OP’s DD is 7 and this is the third time she’s been assaulted, it seems likely she was able to tell her mum who did it.

Yes, I know. I just wanted to check it wasn’t the staff who identified the child. Fully expect the child to, my children always tell me who’s caused them any kind of upset.

geekygardener · 12/02/2025 20:34

I know of 4 children who get transport to school paid for by the LA. No sen or disability. It's because they live too far from school to get there by bus. The parents drive. The parents chose the school further away (grammar) yet they get free transport. I assume half the children at the school will also get LA paid for transport as it's rural. I'm sure there will be thousands of similar stories all over the country.
Knowing this I cannot get my head around the fact that the LA won't pay for Sen transport to a school a child desperately needs, not through choice.

DollydaydreamTheThird · 12/02/2025 20:52

GreenTeaLikesMe · 12/02/2025 13:07

The dad has a driving ban, so I am guessing these are not upstanding citizens.

Oh to be as perfect as you GreenTea. You should walk a mile in someone's shoes before you judge them and you literally know nothing about these people's lives. Shame on you.

Halycon · 12/02/2025 21:07

Yet another thread where kids can’t safely be in a classroom. There must be about 5 active threads like this on MN currently.

Presumably this boy’s parents are collecting benefits for him - they should be using that to fund the petrol costs to the appropriate school.

I’d genuinely raise hell if my child was being touched like this. It’s happened three times, completely and utterly unacceptable.

Frankly, I’d be telling my son/daughter that the next time this happens (with this boy or any other person), they’ve to hit them hard, fast and repeatedly until it stops. Repeat.

Meanwhile, take this as far as required OP. If the school won’t help, go higher and higher.

Sheeparelooseagain · 12/02/2025 21:12

.."drove me mad the amount of times we showed up to pick a kid and there's the car in driveway it's ridiculous and councils cannot afford it."

The car sitting on our drive is our car not a motability vehicle and is used to get to work. You make a lot of assumptions about parents of disabled children.

starrynight009 · 12/02/2025 21:25

I would remove the whole "why he's at the school out of your mind" as that's not your battle to fight. The fact is your child is being sexually assaulted and I believe, as should we all, that every child deserves be protected from violence and sexual assault. Children doing it to children makes it no less traumatising. You've had good advice from someone about the complaints process. I would also be marching into the school and demanding to know how they're going to make sure that the child is question goes no-where near your child ever again. It's unfortunate that sometimes you have to go mamma bear for people to take you seriously but your child needs you to.

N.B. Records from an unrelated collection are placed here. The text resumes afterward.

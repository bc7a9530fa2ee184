//! Cached, self-invalidating view of a city's incident page.
//!
//! The UI-layer analog: hold the current page in memory, listen for
//! incident-table change events, and refetch lazily once something changed.
//! The listener task is bound to the feed's lifetime; dropping the feed
//! aborts it and tears the subscription down, so nothing can touch the cache
//! after its consumer is gone.

use super::models::IncidentReport;
use super::{Backend, Page, PageRequest, StoreError};
use crate::realtime::Table;
use std::sync::atomic::{AtomicBool, Ordering};
use std::sync::Arc;
use tokio::sync::broadcast::error::RecvError;
use tokio::sync::RwLock;
use tokio::task::JoinHandle;
use tracing::debug;

pub struct IncidentFeed {
    backend: Arc<dyn Backend>,
    city: String,
    page: PageRequest,
    current: Arc<RwLock<Option<Page<IncidentReport>>>>,
    stale: Arc<AtomicBool>,
    listener: JoinHandle<()>,
}

impl IncidentFeed {
    pub fn new(backend: Arc<dyn Backend>, city: impl Into<String>, page: PageRequest) -> Self {
        let stale = Arc::new(AtomicBool::new(true));
        let mut rx = backend.hub().subscribe(Table::IncidentReports);

        let listener = tokio::spawn({
            let stale = stale.clone();
            async move {
                loop {
                    match rx.recv().await {
                        Ok(event) => {
                            debug!(row_id = %event.row_id, "Incident change, cache stale");
                            stale.store(true, Ordering::Release);
                        }
                        // Falling behind just means we missed events; the
                        // cache is stale either way.
                        Err(RecvError::Lagged(_)) => {
                            stale.store(true, Ordering::Release);
                        }
                        Err(RecvError::Closed) => break,
                    }
                }
            }
        });

        Self {
            backend,
            city: city.into(),
            page,
            current: Arc::new(RwLock::new(None)),
            stale,
            listener,
        }
    }

    /// Whether the cached page no longer reflects the backend.
    pub fn is_stale(&self) -> bool {
        self.stale.load(Ordering::Acquire)
    }

    /// Returns the current page, refetching first if a change event arrived
    /// since the last fetch.
    pub async fn poll(&self) -> Result<Page<IncidentReport>, StoreError> {
        if !self.is_stale() {
            if let Some(page) = self.current.read().await.as_ref() {
                return Ok(page.clone());
            }
        }

        // Clear before fetching: an event landing mid-fetch re-marks the
        // cache stale rather than being lost.
        self.stale.store(false, Ordering::Release);
        let fresh = match self.backend.incidents_page(&self.city, self.page).await {
            Ok(page) => page,
            Err(err) => {
                self.stale.store(true, Ordering::Release);
                return Err(err);
            }
        };
        *self.current.write().await = Some(fresh.clone());
        Ok(fresh)
    }
}

impl Drop for IncidentFeed {
    fn drop(&mut self) {
        self.listener.abort();
    }
}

User2346 · 12/02/2025 21:36

Halycon · 12/02/2025 21:07

Yet another thread where kids can’t safely be in a classroom. There must be about 5 active threads like this on MN currently.

Presumably this boy’s parents are collecting benefits for him - they should be using that to fund the petrol costs to the appropriate school.

I’d genuinely raise hell if my child was being touched like this. It’s happened three times, completely and utterly unacceptable.

Frankly, I’d be telling my son/daughter that the next time this happens (with this boy or any other person), they’ve to hit them hard, fast and repeatedly until it stops. Repeat.

Meanwhile, take this as far as required OP. If the school won’t help, go higher and higher.

Dear me “collecting benefits” have you thought that parents may be using these benefits to fund getting an EHCP for their child or funding therapies that are not fit for purpose or non existent in the NHS?